It is hard to put a finger on where exactly things went wrong. We have everything, so why are we so depressed? Many would love to blame the pharmaceutical companies, but I think the rise in chronic disease and mental illness is not an accident, that is repercussions for spoiling our environment.

While doing some research on bullying for my other thread, I came across this interesting article that gave a viewpoint I had not seen before.

Consider this disturbing fact: The suicide rate among young people in the United States is directly proportional to family income. It is kids from our wealthy and middle-income suburbs, not our poorest inner-city neighborhoods, who most often take their own lives.
Consequently, in consumerist homes children are steadily apprenticed through childhood as consumers, not producers. Every day, they avidly practice living as self-absorbed enjoyers and shoppers.

Not surprisingly, youngsters from such picnic-like homes see life as mostly play, a lifetime entitlement to happy amusement. The life of grown-up work (as they dimly understand it) is solely for piling up "spending money"--we work in order to spend, we produce in order to consume. Who can blame them for this life-outlook? After all, this is all they experience in family life; and, as we've seen, children learn character mostly from personal example and repeated experience.

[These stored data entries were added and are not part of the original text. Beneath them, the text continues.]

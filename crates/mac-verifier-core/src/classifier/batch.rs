use std::path::{Path, PathBuf};

use serde::Serialize;
use tracing::{info_span, warn};

use super::{
    default_classifier::DefaultClassifier, ClassificationResult, ClassifyError, KnownIdentifiers,
    RecordSink, RecordSource,
};
use crate::opener::ResultOpener;

/// What happened when a checked file with bad MACs was handed to the opener.
#[derive(Debug, Clone, PartialEq, Eq, Serialize)]
#[serde(tag = "status", content = "message", rename_all = "snake_case")]
pub enum OpenStatus {
    /// No bad MAC, nothing to show.
    NotNeeded,
    /// Opening is disabled in the settings.
    Skipped,
    Opened,
    Failed(String),
}

/// Per-source entry of a batch run.
#[derive(Debug)]
pub enum SourceOutcome {
    Classified {
        result: ClassificationResult,
        open: OpenStatus,
    },
    Failed {
        source: PathBuf,
        error: ClassifyError,
    },
}

impl SourceOutcome {
    pub fn source(&self) -> &Path {
        match self {
            Self::Classified { result, .. } => &result.source,
            Self::Failed { source, .. } => source,
        }
    }
}

/// Outcomes for every requested source, in request order.
#[derive(Debug, Default)]
pub struct BatchReport {
    pub outcomes: Vec<SourceOutcome>,
}

impl BatchReport {
    pub fn results(&self) -> impl Iterator<Item = (&ClassificationResult, &OpenStatus)> {
        self.outcomes.iter().filter_map(|outcome| match outcome {
            SourceOutcome::Classified { result, open } => Some((result, open)),
            SourceOutcome::Failed { .. } => None,
        })
    }

    pub fn failures(&self) -> impl Iterator<Item = (&Path, &ClassifyError)> {
        self.outcomes.iter().filter_map(|outcome| match outcome {
            SourceOutcome::Failed { source, error } => Some((source.as_path(), error)),
            SourceOutcome::Classified { .. } => None,
        })
    }

    pub fn any_mismatch(&self) -> bool {
        self.results().any(|(result, _)| result.any_mismatch)
    }

    pub fn has_failures(&self) -> bool {
        self.failures().next().is_some()
    }
}

impl<T> DefaultClassifier<T>
where
    T: RecordSource + RecordSink,
{
    /// Classify each source in turn; one failing source never stops the rest.
    pub fn classify_batch<P: AsRef<Path>>(
        &self,
        sources: &[P],
        known_text: &str,
        opener: &dyn ResultOpener,
    ) -> BatchReport {
        let known = KnownIdentifiers::parse(known_text);
        let mut report = BatchReport::default();
        for source in sources {
            let source = source.as_ref();
            let _span = info_span!("batch_source", source = %source.display()).entered();
            let outcome = match self.classify_with(source, &known) {
                Ok(result) => {
                    let open = self.open_if_needed(&result, opener);
                    SourceOutcome::Classified { result, open }
                }
                Err(error) => {
                    warn!(error = %error, "skipping source");
                    SourceOutcome::Failed {
                        source: source.to_path_buf(),
                        error,
                    }
                }
            };
            report.outcomes.push(outcome);
        }
        report
    }

    fn open_if_needed(&self, result: &ClassificationResult, opener: &dyn ResultOpener) -> OpenStatus {
        if !result.any_mismatch {
            return OpenStatus::NotNeeded;
        }
        if !self.settings().open_on_mismatch {
            return OpenStatus::Skipped;
        }
        match opener.open(&result.output) {
            Ok(()) => OpenStatus::Opened,
            Err(err) => {
                warn!(error = %format!("{err:#}"), "could not open checked file");
                OpenStatus::Failed(format!("{err:#}"))
            }
        }
    }
}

The article goes onto explain that since the children are taught to be never bored, and have always been amused, that when they turn into teens, they need more and more amusement to satisfy them, so they turns to drugs and alcohol and promiscuity.

For those in the camp that think children get too much stuff, they were on the rat path to this thinking but not wholly so. The parents set up the life of conumer/producer.

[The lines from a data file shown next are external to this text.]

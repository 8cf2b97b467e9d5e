use std::{
    collections::HashSet,
    ffi::OsString,
    fmt, io,
    path::{Path, PathBuf},
};

use once_cell::sync::Lazy;
use regex::Regex;
use serde::{Deserialize, Serialize};
use thiserror::Error;
use tracing::warn;

pub mod batch;
pub mod csv_table;
pub mod default_classifier;

/// Column holding the network name in scan exports and checked output.
pub const SSID_COLUMN: &str = "SSID";
/// Column holding the access point hardware address.
pub const BSSID_COLUMN: &str = "BSSID";
/// Positional display column echoing the known-identifier list.
pub const KNOWN_COLUMN: &str = "Known MACs";
/// Column carrying the per-row verdict.
pub const CHECKED_COLUMN: &str = "Checked";

static MAC_SHAPE: Lazy<Regex> = Lazy::new(|| {
    Regex::new(r"^[0-9a-f]{2}([:-][0-9a-f]{2}){5}$").expect("MAC shape regex is valid")
});

/// Case-insensitive substring a network name must contain to be retained.
pub const NETWORK_MARKER: &str = "expedient";
/// Inserted between the input file stem and its extension.
pub const CHECKED_SUFFIX: &str = "_CHECKED";

/// User-tunable knobs for the verifier.
#[derive(Debug, Clone, PartialEq, Eq, Serialize, Deserialize)]
#[serde(default, deny_unknown_fields)]
pub struct VerifierSettings {
    /// Ask the opener to show outputs that contain at least one bad MAC.
    pub open_on_mismatch: bool,
}

impl Default for VerifierSettings {
    fn default() -> Self {
        Self {
            open_on_mismatch: true,
        }
    }
}

/// Verdict attached to every retained scan row.
#[derive(Debug, Clone, Copy, PartialEq, Eq, Hash, Serialize, Deserialize)]
pub enum Label {
    #[serde(rename = "Good MAC")]
    Match,
    #[serde(rename = "Bad MAC")]
    Mismatch,
}

impl Label {
    pub fn as_str(self) -> &'static str {
        match self {
            Self::Match => "Good MAC",
            Self::Mismatch => "Bad MAC",
        }
    }
}

impl fmt::Display for Label {
    fn fmt(&self, f: &mut fmt::Formatter<'_>) -> fmt::Result {
        f.write_str(self.as_str())
    }
}

/// The two cells of a scan export row the verifier cares about.
///
/// Empty cells are treated as missing values.
#[derive(Debug, Clone, PartialEq, Eq, Default, Serialize, Deserialize)]
pub struct ScanRecord {
    pub network_name: Option<String>,
    pub device_id: Option<String>,
}

impl ScanRecord {
    pub fn new(network_name: impl Into<String>, device_id: impl Into<String>) -> Self {
        Self {
            network_name: Some(network_name.into()).filter(|v| !v.is_empty()),
            device_id: Some(device_id.into()).filter(|v| !v.is_empty()),
        }
    }

    /// `marker` must already be lowercased.
    fn carries_marker(&self, marker: &str) -> bool {
        self.network_name
            .as_deref()
            .is_some_and(|name| name.to_lowercase().contains(marker))
    }
}

/// Ordered allow-list of device identifiers pasted by the user.
///
/// Entries keep their order, duplicates and blanks; membership ignores order.
#[derive(Debug, Clone, Default)]
pub struct KnownIdentifiers {
    entries: Vec<String>,
    members: HashSet<String>,
}

impl KnownIdentifiers {
    /// Lowercase the text and split it on `\n`.
    pub fn parse(text: &str) -> Self {
        let entries: Vec<String> = text.to_lowercase().split('\n').map(str::to_owned).collect();
        let members = entries.iter().cloned().collect();
        let known = Self { entries, members };
        known.report_suspicious_entries();
        known
    }

    pub fn entries(&self) -> &[String] {
        &self.entries
    }

    pub fn len(&self) -> usize {
        self.entries.len()
    }

    pub fn is_empty(&self) -> bool {
        self.entries.is_empty()
    }

    /// `device_id` must already be lowercased.
    pub fn contains(&self, device_id: &str) -> bool {
        self.members.contains(device_id)
    }

    /// Entries that are neither blank nor shaped like a 48-bit MAC.
    pub fn malformed(&self) -> impl Iterator<Item = &str> {
        self.entries
            .iter()
            .map(String::as_str)
            .filter(|entry| !entry.is_empty() && !MAC_SHAPE.is_match(entry))
    }

    pub fn blank_count(&self) -> usize {
        self.entries.iter().filter(|entry| entry.is_empty()).count()
    }

    fn report_suspicious_entries(&self) {
        let blanks = self.blank_count();
        if blanks > 0 {
            warn!(blanks, "known MAC list contains blank lines");
        }
        for entry in self.malformed() {
            warn!(entry, "known MAC does not look like a hardware address");
        }
    }
}

/// A retained scan row with its verdict.
#[derive(Debug, Clone, PartialEq, Eq, Serialize, Deserialize)]
pub struct AnnotatedRecord {
    pub network_name: String,
    /// Lowercased BSSID, `None` when the cell was empty.
    pub device_id: Option<String>,
    /// Known-identifier entry at the same position; display only.
    pub known_identifier: Option<String>,
    pub label: Label,
}

/// Filter records by `marker` and label each survivor by set membership.
///
/// The `known_identifier` cell pairs the n-th retained row with the n-th list
/// entry. It is a display aid and plays no part in the verdict.
pub fn annotate<I>(records: I, known: &KnownIdentifiers, marker: &str) -> Vec<AnnotatedRecord>
where
    I: IntoIterator<Item = ScanRecord>,
{
    let marker = marker.to_lowercase();
    records
        .into_iter()
        .filter(|record| record.carries_marker(&marker))
        .enumerate()
        .map(|(position, record)| {
            let device_id = record.device_id.map(|id| id.to_lowercase());
            let label = match device_id.as_deref() {
                Some(id) if known.contains(id) => Label::Match,
                _ => Label::Mismatch,
            };
            AnnotatedRecord {
                network_name: record.network_name.unwrap_or_default(),
                device_id,
                known_identifier: known.entries().get(position).cloned(),
                label,
            }
        })
        .collect()
}

/// `<dir>/<stem><suffix><.ext>` for the given input path.
///
/// Built from OS strings so non-UTF-8 names survive unchanged.
pub fn checked_output_path(input: &Path, suffix: &str) -> PathBuf {
    let mut file_name = OsString::new();
    if let Some(stem) = input.file_stem() {
        file_name.push(stem);
    }
    file_name.push(suffix);
    if let Some(ext) = input.extension() {
        file_name.push(".");
        file_name.push(ext);
    }
    input.with_file_name(file_name)
}

/// Outcome of classifying one scan export.
#[derive(Debug, Clone, PartialEq, Eq, Serialize, Deserialize)]
pub struct ClassificationResult {
    pub source: PathBuf,
    pub output: PathBuf,
    pub records: usize,
    pub mismatches: usize,
    pub any_mismatch: bool,
}

impl ClassificationResult {
    pub fn from_records(source: PathBuf, output: PathBuf, records: &[AnnotatedRecord]) -> Self {
        let mismatches = records
            .iter()
            .filter(|record| record.label == Label::Mismatch)
            .count();
        Self {
            source,
            output,
            records: records.len(),
            mismatches,
            any_mismatch: mismatches > 0,
        }
    }
}

/// Reasons a scan export could not be read into records.
#[derive(Debug, Error)]
pub enum SourceLoadError {
    #[error("cannot open file: {0}")]
    Open(#[source] io::Error),
    #[error("malformed CSV: {0}")]
    Csv(#[from] csv::Error),
    #[error("file has no header row")]
    MissingHeader,
    #[error("required column `{column}` not found")]
    MissingColumn { column: &'static str },
    #[error("line {line} has {found} fields, header has {expected}")]
    RaggedRow {
        line: u64,
        expected: usize,
        found: usize,
    },
}

/// Per-source failure; never aborts the rest of a batch.
#[derive(Debug, Error)]
pub enum ClassifyError {
    #[error("failed to load {}: {source}", path.display())]
    SourceLoad {
        path: PathBuf,
        #[source]
        source: SourceLoadError,
    },
    #[error("failed to write {}: {source}", path.display())]
    Write {
        path: PathBuf,
        #[source]
        source: io::Error,
    },
}

impl ClassifyError {
    pub fn path(&self) -> &Path {
        match self {
            Self::SourceLoad { path, .. } | Self::Write { path, .. } => path,
        }
    }
}

/// Reads scan exports into records.
pub trait RecordSource {
    fn load_records(&self, path: &Path) -> Result<Vec<ScanRecord>, SourceLoadError>;
}

/// Persists annotated records.
pub trait RecordSink {
    /// Must not create `path` unless the whole table can be written.
    fn store_records(&self, path: &Path, records: &[AnnotatedRecord]) -> io::Result<()>;
}

/// Turns one scan export plus the known-identifier text into a checked file.
pub trait Classifier {
    fn classify(
        &self,
        source: &Path,
        known_text: &str,
    ) -> Result<ClassificationResult, ClassifyError>;
}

And with the constant pressure to be the perfect parent, and to have to provide to keep up with the Joneses, it is easy to see how families fall into this trap.

I have already started teaching my now five year old that if he really wants something, he needs to earn it. He does extra chores that he can do(or sorta does, its the effort that counts) and save his money. We don't give him everything that he wants.

The article dives inot how parents will do anything to appease their children and avoid a scene. What it doesnt touch on is that these providers/consumers are so overworked that they don't have the energy to deal with a scene.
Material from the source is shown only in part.